Amid the chaos of the ongoing government shutdown and winter holidays, critics on Monday are calling out the Trump administration for quietly moving to make it harder for the public to find out what goes on behind closed doors at the U.S. Department of the Interior.
“This is a calculated attempt to shield the Interior Department from scrutiny, to shield it from watchdogs, and to shield it from accountability.”
—Jeremy Nichols, WildEarth Guardians
A proposed new rule (pdf) filed to the Federal Register on Friday would enable the department—which, along with the Environmental Protection Agency (EPA), has been responsible for pushing through President Donald Trump’s widely condemned regulatory rollbacks—to ignore public records requests that officials deem too “unreasonably burdensome.”
The rule would loosen timelines for the agency to fulfill Freedom of Information Act (FOIA) requests—which journalists, advocacy groups, and others use to attain government records in the name of accountability—and increase requirements for how specific requests must be. Critics of the proposal warn it could jeopardize efforts to keep the public informed about the actions of the administration.

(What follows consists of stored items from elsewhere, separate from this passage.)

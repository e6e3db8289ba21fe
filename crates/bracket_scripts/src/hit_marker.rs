//! Short-lived marker left where a shot landed

use std::time::Duration;

use bracket_engine::prelude::*;

const EXPIRED: TimerTag = TimerTag(1);

/// Destroys its entity once its lifetime runs out
#[derive(Debug, Clone, Copy)]
pub struct HitMarker {
    lifetime: Duration,
}

impl HitMarker {
    /// Marker that lives for one second
    pub fn new() -> Self {
        Self::with_lifetime(Duration::from_secs(1))
    }

    /// Marker with a custom lifetime
    pub fn with_lifetime(lifetime: Duration) -> Self {
        Self { lifetime }
    }

    /// How long the marker stays in the world
    pub fn lifetime(&self) -> Duration {
        self.lifetime
    }
}

impl Default for HitMarker {
    fn default() -> Self {
        Self::new()
    }
}

impl Component for HitMarker {
    fn kind(&self) -> ComponentKind {
        ComponentKind::HitMarker
    }

    fn start(&mut self, ctx: &mut Context<'_>) -> Result<(), ComponentError> {
        ctx.schedule(self.lifetime, EXPIRED);
        Ok(())
    }

    fn on_timer(&mut self, ctx: &mut Context<'_>, tag: TimerTag) {
        if tag == EXPIRED {
            log::debug!("Hit marker {:?} expired", ctx.entity_id());
            ctx.destroy_self();
        }
    }
}
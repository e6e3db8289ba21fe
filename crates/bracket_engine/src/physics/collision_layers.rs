//! Collision layer system for filtering contacts and ray queries
//!
//! Every body carries a `group` (the layers it belongs to) and a `mask` (the
//! layers it accepts). Two bodies interact only when each one's group is in
//! the other's mask. Ray filters use the same rule, with the ray acting as a
//! body of its own.

/// Collision layer definitions
pub struct CollisionLayers;

impl CollisionLayers {
    /// No collision layer
    pub const NONE: u32 = 0;

    /// All collision layers
    pub const ALL: u32 = 0xFFFF_FFFF;

    /// Default layer for bodies that don't pick one
    pub const DEFAULT: u32 = 1 << 0;

    /// Player character layer
    pub const PLAYER: u32 = 1 << 1;

    /// Static environment geometry
    pub const ENVIRONMENT: u32 = 1 << 2;

    /// Debris and small physics objects
    pub const DEBRIS: u32 = 1 << 3;

    /// Check if two bodies should collide based on their layers and masks
    ///
    /// # Example
    /// ```
    /// use bracket_engine::physics::CollisionLayers;
    ///
    /// let player = (CollisionLayers::PLAYER, CollisionLayers::ALL);
    /// let ground = (CollisionLayers::ENVIRONMENT, CollisionLayers::ALL);
    /// assert!(CollisionLayers::should_collide(player.0, player.1, ground.0, ground.1));
    /// ```
    pub fn should_collide(layer_a: u32, mask_a: u32, layer_b: u32, mask_b: u32) -> bool {
        (layer_a & mask_b) != 0 && (layer_b & mask_a) != 0
    }

    /// Helper to create a mask from multiple layers
    pub fn mask(layers: &[u32]) -> u32 {
        layers.iter().fold(0, |acc, &layer| acc | layer)
    }

    /// Mask accepting every layer except the given ones
    pub fn all_except(layers: u32) -> u32 {
        !layers
    }
}
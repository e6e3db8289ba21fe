//! Named text outputs shown over the scene
//!
//! Each sink is a named line of text that code overwrites whenever its value
//! changes. The engine writes the frame rate to [`Hud::FPS`]; scripts add
//! their own sinks.

use std::collections::BTreeMap;

/// Heads-up display text sinks
#[derive(Debug, Default, Clone)]
pub struct Hud {
    sinks: BTreeMap<String, String>,
}

impl Hud {
    /// Sink receiving the frame rate counter
    pub const FPS: &'static str = "fps";

    /// Create an empty HUD
    pub fn new() -> Self {
        Self::default()
    }

    /// Overwrite the text of a sink, creating it if needed
    pub fn set_text(&mut self, sink: &str, text: impl Into<String>) {
        let text = text.into();
        match self.sinks.get_mut(sink) {
            Some(existing) => *existing = text,
            None => {
                self.sinks.insert(sink.to_string(), text);
            }
        }
    }

    /// Current text of a sink
    pub fn text(&self, sink: &str) -> Option<&str> {
        self.sinks.get(sink).map(String::as_str)
    }

    /// Remove a sink
    pub fn clear(&mut self, sink: &str) -> Option<String> {
        self.sinks.remove(sink)
    }

    /// All sinks in name order
    pub fn iter(&self) -> impl Iterator<Item = (&str, &str)> {
        self.sinks.iter().map(|(name, text)| (name.as_str(), text.as_str()))
    }

    /// Number of sinks
    pub fn len(&self) -> usize {
        self.sinks.len()
    }

    /// Check if no sink has been written
    pub fn is_empty(&self) -> bool {
        self.sinks.is_empty()
    }
}

#[cfg(test)]
mod tests {
    use super::*;

    #[test]
    fn test_overwrite_sink() {
        let mut hud = Hud::new();
        hud.set_text("guninfo", "Rifle: 30/30");
        hud.set_text("guninfo", "Rifle: 29/30");
        assert_eq!(hud.text("guninfo"), Some("Rifle: 29/30"));
        assert_eq!(hud.len(), 1);
    }

    #[test]
    fn test_iteration_is_sorted() {
        let mut hud = Hud::new();
        hud.set_text("guninfo", "a");
        hud.set_text(Hud::FPS, "60");
        let names: Vec<&str> = hud.iter().map(|(name, _)| name).collect();
        assert_eq!(names, vec!["fps", "guninfo"]);
        assert_eq!(hud.clear("fps"), Some("60".to_string()));
        assert!(hud.text("fps").is_none());
    }
}
//! # Rendering Interface
//!
//! The engine only describes what should be drawn. Each variable tick it
//! collects a [`FrameSnapshot`] (camera, mesh instances, HUD text) and hands
//! it to a [`RenderBackend`]. Drawing is the backend's business.
//!
//! - [`Camera`]: engine-owned perspective camera
//! - [`MeshData`] / [`Material`]: what mesh components carry
//! - [`NullRenderer`] / [`RecordingRenderer`]: built-in backends for headless
//!   hosts and tests

pub mod backend;
pub mod camera;
pub mod frame;
pub mod material;
pub mod mesh;

pub use backend::{NullRenderer, RecordingRenderer, RenderBackend, RenderError};
pub use camera::Camera;
pub use frame::{FrameSnapshot, RenderInstance};
pub use material::{Material, Shading};
pub use mesh::{MeshData, MeshPrimitive, Vertex};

“This is a war on transparency,” declared Jeremy Nichols of the environmental group WildEarth Guardians. “This is a calculated attempt to shield the Interior Department from scrutiny, to shield it from watchdogs, and to shield it from accountability.”
“They are depriving the American people of their right to know what the government is doing—they are only going to cause themselves more fights and more litigation,” Nada Culver, senior counsel at The Wilderness Society, told The Hill.
The rule was filed without an agency press release—and spokespeople declined multiple media outlets’ requests for comment, citing the government shutdown—but the Federal Register filing claimed the department has seen a 30 percent jump in requests over the past two years and such “changes are necessary to best serve our customers and comply with the FOIA as efficiently, equitably, and completely as possible.”
“These changes are designed to facilitate more official stonewalling and delays in producing public records, especially on fast developing news stories.”